Yesterday I got a call "there seems to be something wrong with the payments please fix it, btw it's 4pm I'm going home". So I did the same, looking into the situation this morning luckily after reading your blog.

Turns out the dude messed up payments worth 50.000€, somehow realising it a day after and calling IT at 4pm. Exactly how he messed up and trace the payments took quite some time to figure out. He got very defensive at the slightest suggestion that he made mistakes, insisting he did everything as always, can't be his fault, the program must be broken.

I started over without any hint of judgement and he was able to tell me what he did.

Shannon Fowler said...

I'm not sure 'Political Correctness' is the correct term. Though, judging from the comments above, it does get across the negative stigma you want to associate with hand-holding behavior.

Realistically I think it's wholly possible to not use racial, homophobic, or other slurs (be 'politically correct') and still tell someone they're a terrible player (not putting up with stupid).

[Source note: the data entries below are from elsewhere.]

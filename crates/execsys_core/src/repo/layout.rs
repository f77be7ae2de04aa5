//! On-disk layout of an execution-system corpus.
//!
//! # Responsibility
//! - Map lifecycle folders and open-work sources to concrete paths.
//!
//! # Invariants
//! - Paths are derived only from the root.
//! - Directory listings are sorted so traversal order is deterministic.

use std::fs;
use std::io;
use std::path::{Path, PathBuf};

use crate::model::project::LifecycleFolder;

const PROJECTS_DIR: &str = "docs/execution_system/10k-projects";
const NEXT_ACTIONS_DIR: &str = "docs/execution_system/00k-next-actions";
const CONTEXTS_DIR: &str = "contexts";
const PROJECT_FILE_EXTENSION: &str = "md";

/// Single-file open-work lists, in report order.
pub const LIST_SOURCES: [(&str, &str); 3] = [
    ("Waiting For", "@waiting.md"),
    ("Incubating", "@incubating.md"),
    ("Deferred", "@deferred.md"),
];

/// Archive of resolved items. Never scanned for blockers.
pub const COMPLETED_LIST: &str = "completed.md";

/// Path resolver rooted at the configured repository.
#[derive(Debug, Clone, PartialEq, Eq)]
pub struct CorpusLayout {
    root: PathBuf,
}

impl CorpusLayout {
    pub fn new(root: impl Into<PathBuf>) -> Self {
        Self { root: root.into() }
    }

    pub fn root(&self) -> &Path {
        &self.root
    }

    /// `10k-projects/<folder>`.
    pub fn folder_dir(&self, folder: LifecycleFolder) -> PathBuf {
        self.root.join(PROJECTS_DIR).join(folder.dir_name())
    }

    /// `10k-projects/<folder>/<area>`.
    pub fn area_dir(&self, folder: LifecycleFolder, area: &str) -> PathBuf {
        self.folder_dir(folder).join(area)
    }

    /// `00k-next-actions`.
    pub fn next_actions_dir(&self) -> PathBuf {
        self.root.join(NEXT_ACTIONS_DIR)
    }

    /// `00k-next-actions/contexts`.
    pub fn contexts_dir(&self) -> PathBuf {
        self.next_actions_dir().join(CONTEXTS_DIR)
    }

    /// Path of a source named relative to `00k-next-actions`.
    pub fn next_actions_file(&self, relative: &str) -> PathBuf {
        self.next_actions_dir().join(relative)
    }
}

/// Returns whether `path` looks like a project or list document.
pub fn is_markdown_file(path: &Path) -> bool {
    path.is_file()
        && path
            .extension()
            .and_then(|ext| ext.to_str())
            .is_some_and(|ext| ext == PROJECT_FILE_EXTENSION)
}

/// Lists a directory sorted by path; a missing directory lists as empty.
pub fn sorted_dir_entries(dir: &Path) -> io::Result<Vec<PathBuf>> {
    let entries = match fs::read_dir(dir) {
        Ok(entries) => entries,
        Err(err) if err.kind() == io::ErrorKind::NotFound => return Ok(Vec::new()),
        Err(err) => return Err(err),
    };
    let mut paths = entries
        .map(|entry| entry.map(|entry| entry.path()))
        .collect::<io::Result<Vec<_>>>()?;
    paths.sort();
    Ok(paths)
}
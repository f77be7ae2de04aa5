//! Open-work scanning.
//!
//! # Responsibility
//! - Find open line items that still reference a project.
//!
//! # Invariants
//! - Line parsing is lenient here, unlike the strict header codec.

pub mod blockers;
pub mod tag_scanner;
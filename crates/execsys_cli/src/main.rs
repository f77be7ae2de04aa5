//! Command-line entry point.
//!
//! # Responsibility
//! - Stand in for the tool-invocation layer: parse arguments, load config,
//!   call the core, print its outcome.
//! - Map outcomes to exit codes: 0 completed, 1 rejected, 2 configuration.

use clap::{Parser, Subcommand};
use execsys_core::{
    default_log_level, init_logging, CompletionOutcome, CompletionService, ExecConfig, Rejection,
};
use std::path::PathBuf;
use std::process::ExitCode;

#[derive(Debug, Parser)]
#[command(name = "execsys", version, about = "Execution-system project lifecycle tools")]
struct Cli {
    /// Config file; defaults to ~/.config/execution-system-mcp/config.json.
    #[arg(long, global = true)]
    config: Option<PathBuf>,

    /// Print the outcome as JSON.
    #[arg(long, global = true)]
    json: bool,

    /// Absolute directory for rolling log files.
    #[arg(long, global = true)]
    log_dir: Option<String>,

    #[arg(long, global = true)]
    log_level: Option<String>,

    #[command(subcommand)]
    command: Command,
}

#[derive(Debug, Subcommand)]
enum Command {
    /// Move an active project to completed once nothing open references it.
    Complete {
        /// Project title (exact match, case-sensitive).
        title: String,
    },
    /// List open items that would block completing a project.
    Blockers { title: String },
}

fn main() -> ExitCode {
    let cli = Cli::parse();

    let loaded = match &cli.config {
        Some(path) => ExecConfig::load(path),
        None => ExecConfig::load_default(),
    };
    let config = match loaded {
        Ok(config) => config,
        Err(err) => {
            eprintln!("Error: {err}");
            return ExitCode::from(2);
        }
    };

    let log_dir = cli.log_dir.as_deref().or(config.log_dir());
    if let Some(log_dir) = log_dir {
        let level = cli
            .log_level
            .as_deref()
            .or(config.log_level())
            .unwrap_or(default_log_level());
        if let Err(err) = init_logging(level, log_dir) {
            eprintln!("warning: logging disabled: {err}");
        }
    }

    let service = CompletionService::new(config.layout());
    let outcome = match &cli.command {
        Command::Complete { title } => service.complete(title),
        Command::Blockers { title } => return print_blockers(&service, title, cli.json),
    };
    print_outcome(&outcome, cli.json);
    if outcome.is_completed() {
        ExitCode::SUCCESS
    } else {
        ExitCode::from(1)
    }
}

fn print_outcome(outcome: &CompletionOutcome, json: bool) {
    if json {
        match serde_json::to_string_pretty(outcome) {
            Ok(text) => println!("{text}"),
            Err(err) => eprintln!("Error: failed to encode outcome: {err}"),
        }
    } else {
        println!("{outcome}");
    }
}

fn print_blockers(service: &CompletionService, title: &str, json: bool) -> ExitCode {
    match service.preview_blockers(title) {
        Ok(report) => {
            if json {
                match serde_json::to_string_pretty(&report) {
                    Ok(text) => println!("{text}"),
                    Err(err) => eprintln!("Error: failed to encode report: {err}"),
                }
            } else if report.is_blocking() {
                print!("{report}");
            } else {
                println!("No open items reference '{title}'.");
            }
            ExitCode::SUCCESS
        }
        Err(err) => {
            print_outcome(&CompletionOutcome::Rejected(Rejection::from(err)), json);
            ExitCode::from(1)
        }
    }
}
//! Blocker aggregation across every open-work source.
//!
//! # Responsibility
//! - Run the tag scanner over the fixed source set and keep attribution.
//! - Render the grouped report shown when completion is refused.
//!
//! # Invariants
//! - Source order is `Waiting For`, `Incubating`, `Deferred`, then one entry
//!   per `contexts/*.md` file sorted by file name.
//! - The completed-items archive is never scanned.
//! - A missing source contributes zero items; other read failures surface.
//! - Items keep their original line order inside a source.

use log::debug;
use serde::Serialize;
use std::error::Error;
use std::fmt::{Display, Formatter};
use std::fs;
use std::io;
use std::path::{Path, PathBuf};

use crate::repo::layout::{is_markdown_file, sorted_dir_entries, CorpusLayout, LIST_SOURCES};
use crate::scan::tag_scanner::{scan_blocking_items, BlockingItem};

/// Blocking items found in one source.
#[derive(Debug, Clone, PartialEq, Eq, Serialize)]
pub struct SourceBlockers {
    /// Display label, e.g. `Waiting For` or `@macbook`.
    pub label: String,
    /// Path relative to the next-actions directory.
    pub file: String,
    pub items: Vec<BlockingItem>,
}

/// Blocking items for one project grouped by source, in fixed source order.
#[derive(Debug, Clone, Default, PartialEq, Eq, Serialize)]
pub struct BlockerReport {
    pub project_id: String,
    pub sources: Vec<SourceBlockers>,
}

impl BlockerReport {
    /// Total blocking items across all sources.
    pub fn total(&self) -> usize {
        self.sources.iter().map(|source| source.items.len()).sum()
    }

    pub fn is_blocking(&self) -> bool {
        self.total() > 0
    }

    /// Items for one source label; `None` when the source was not scanned.
    pub fn items_for(&self, label: &str) -> Option<&[BlockingItem]> {
        self.sources
            .iter()
            .find(|source| source.label == label)
            .map(|source| source.items.as_slice())
    }
}

impl Display for BlockerReport {
    /// Lists every source that has items, in report order.
    fn fmt(&self, f: &mut Formatter<'_>) -> std::fmt::Result {
        let mut first = true;
        for source in self.sources.iter().filter(|source| !source.items.is_empty()) {
            if !first {
                writeln!(f)?;
            }
            first = false;
            writeln!(f, "{} ({}):", source.label, source.file)?;
            for item in &source.items {
                writeln!(f, "  • {} {}", item.date.format("%Y-%m-%d"), item.description)?;
            }
        }
        Ok(())
    }
}

/// Failure reading an existing source.
#[derive(Debug)]
pub struct BlockerScanError {
    pub path: PathBuf,
    pub source: io::Error,
}

impl Display for BlockerScanError {
    fn fmt(&self, f: &mut Formatter<'_>) -> std::fmt::Result {
        write!(f, "failed to read `{}`: {}", self.path.display(), self.source)
    }
}

impl Error for BlockerScanError {
    fn source(&self) -> Option<&(dyn Error + 'static)> {
        Some(&self.source)
    }
}

/// Scans every open-work source for open items tagged `+{project_id}`.
pub fn collect_blockers(
    layout: &CorpusLayout,
    project_id: &str,
) -> Result<BlockerReport, BlockerScanError> {
    let mut sources = Vec::new();

    for (label, file) in LIST_SOURCES {
        let path = layout.next_actions_file(file);
        sources.push(scan_source(label.to_string(), file.to_string(), &path, project_id)?);
    }

    let contexts_dir = layout.contexts_dir();
    let context_files = sorted_dir_entries(&contexts_dir).map_err(|source| BlockerScanError {
        path: contexts_dir.clone(),
        source,
    })?;
    for path in context_files.iter().filter(|path| is_markdown_file(path)) {
        let stem = path
            .file_stem()
            .map(|stem| stem.to_string_lossy().into_owned())
            .unwrap_or_default();
        let file_name = path
            .file_name()
            .map(|name| name.to_string_lossy().into_owned())
            .unwrap_or_default();
        sources.push(scan_source(
            format!("@{stem}"),
            format!("contexts/{file_name}"),
            path,
            project_id,
        )?);
    }

    let report = BlockerReport {
        project_id: project_id.to_string(),
        sources,
    };
    debug!(
        "event=blocker_scan module=scan project_id={} sources={} blocking_items={}",
        project_id,
        report.sources.len(),
        report.total()
    );
    Ok(report)
}

fn scan_source(
    label: String,
    file: String,
    path: &Path,
    project_id: &str,
) -> Result<SourceBlockers, BlockerScanError> {
    let items = match read_source(path)? {
        Some(content) => scan_blocking_items(&content, project_id).collect(),
        None => Vec::new(),
    };
    Ok(SourceBlockers { label, file, items })
}

/// Reads a source leniently: missing files are `None`, invalid UTF-8 is
/// replaced rather than rejected.
fn read_source(path: &Path) -> Result<Option<String>, BlockerScanError> {
    match fs::read(path) {
        Ok(bytes) => Ok(Some(String::from_utf8_lossy(&bytes).into_owned())),
        Err(err) if err.kind() == io::ErrorKind::NotFound => Ok(None),
        Err(source) => Err(BlockerScanError {
            path: path.to_path_buf(),
            source,
        }),
    }
}

#[cfg(test)]
mod tests {
    use super::collect_blockers;
    use crate::repo::layout::{CorpusLayout, COMPLETED_LIST};
    use std::fs;

    fn seed(layout: &CorpusLayout, relative: &str, content: &str) {
        let path = layout.next_actions_file(relative);
        fs::create_dir_all(path.parent().unwrap()).unwrap();
        fs::write(path, content).unwrap();
    }

    #[test]
    fn sources_follow_fixed_order_with_sorted_contexts() {
        let dir = tempfile::tempdir().unwrap();
        let layout = CorpusLayout::new(dir.path());
        seed(&layout, "contexts/phone.md", "- [ ] 2025-10-01 Call +p\n");
        seed(&layout, "contexts/macbook.md", "- [ ] 2025-10-02 Draft +p\n");
        seed(&layout, "contexts/readme.txt", "- [ ] 2025-10-02 Ignored +p\n");

        let report = collect_blockers(&layout, "p").unwrap();
        let labels: Vec<&str> = report.sources.iter().map(|s| s.label.as_str()).collect();
        assert_eq!(
            labels,
            vec!["Waiting For", "Incubating", "Deferred", "@macbook", "@phone"]
        );
        assert_eq!(report.total(), 2);
        assert_eq!(report.sources[3].file, "contexts/macbook.md");
    }

    #[test]
    fn missing_sources_contribute_nothing() {
        let dir = tempfile::tempdir().unwrap();
        let layout = CorpusLayout::new(dir.path());
        let report = collect_blockers(&layout, "p").unwrap();
        assert!(!report.is_blocking());
        assert_eq!(
            report.items_for("Waiting For").map(|items| items.is_empty()),
            Some(true)
        );
        assert_eq!(report.items_for("@nowhere"), None);
    }

    #[test]
    fn completed_archive_never_blocks() {
        let dir = tempfile::tempdir().unwrap();
        let layout = CorpusLayout::new(dir.path());
        seed(&layout, COMPLETED_LIST, "- [ ] 2025-10-01 Still open in archive +p\n");
        seed(&layout, "@deferred.md", "- [x] 2025-10-01 Resolved +p\n");

        let report = collect_blockers(&layout, "p").unwrap();
        assert!(!report.is_blocking());
    }

    #[test]
    fn report_renders_only_sources_with_items() {
        let dir = tempfile::tempdir().unwrap();
        let layout = CorpusLayout::new(dir.path());
        seed(&layout, "@waiting.md", "- [ ] 2025-10-28 Reply from vendor +p\n");
        seed(&layout, "contexts/home.md", "- [ ] 2025-10-29 Measure shelf @home +p\n");

        let rendered = collect_blockers(&layout, "p").unwrap().to_string();
        assert_eq!(
            rendered,
            "Waiting For (@waiting.md):\n  • 2025-10-28 Reply from vendor\n\n\
@home (contexts/home.md):\n  • 2025-10-29 Measure shelf\n"
        );
    }
}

It's wholly possible to tell someone they're bad without being a hateful bigot.

Bristal said...

Certainly it's possible to tell someone they suck without actually BEING a hateful bigot, but try doing it without them ACCUSING you of it.

Hateful bigotry is like pornography, people know it when they see it.

The age of political correctness gives that defensiveness that invariably bubbles up under criticism such a powerful bludgeon that people tend to avoid the confrontation in the first place.

chewy said...

Thoroughly enjoyed reading this post, very good indeed.

I would only encourage you to write more in this vein.

Yaggle said...

I don't agree at all that people know pornography when they see it. Just recently I was wondering if a picture of a naked woman was pornography. After wondering for a few seconds, I decided that it was not. But if I show that picture at work, most co-workers would think it was, my boss would think it was, and I would probably be fired. If you have a movie of a man and woman having sex, almost anybody would say it was pornography. But if you have a movie of two bears having sex, it's a nature-movie. Why is it different? No two people would probably have the exact same answer.

French Guy said...

Gevlon said : I can always improve because (...) I couldn't care less about them.

In other words, indifference and contempt are valid strategies in order to keep improving without being hindered by other people's judgement?

While i can concur that it shields you from "negative" judgements, doesn't it take away the opportunity of "positive" judgements, which could help you improving "more", or "faster", or in other ways?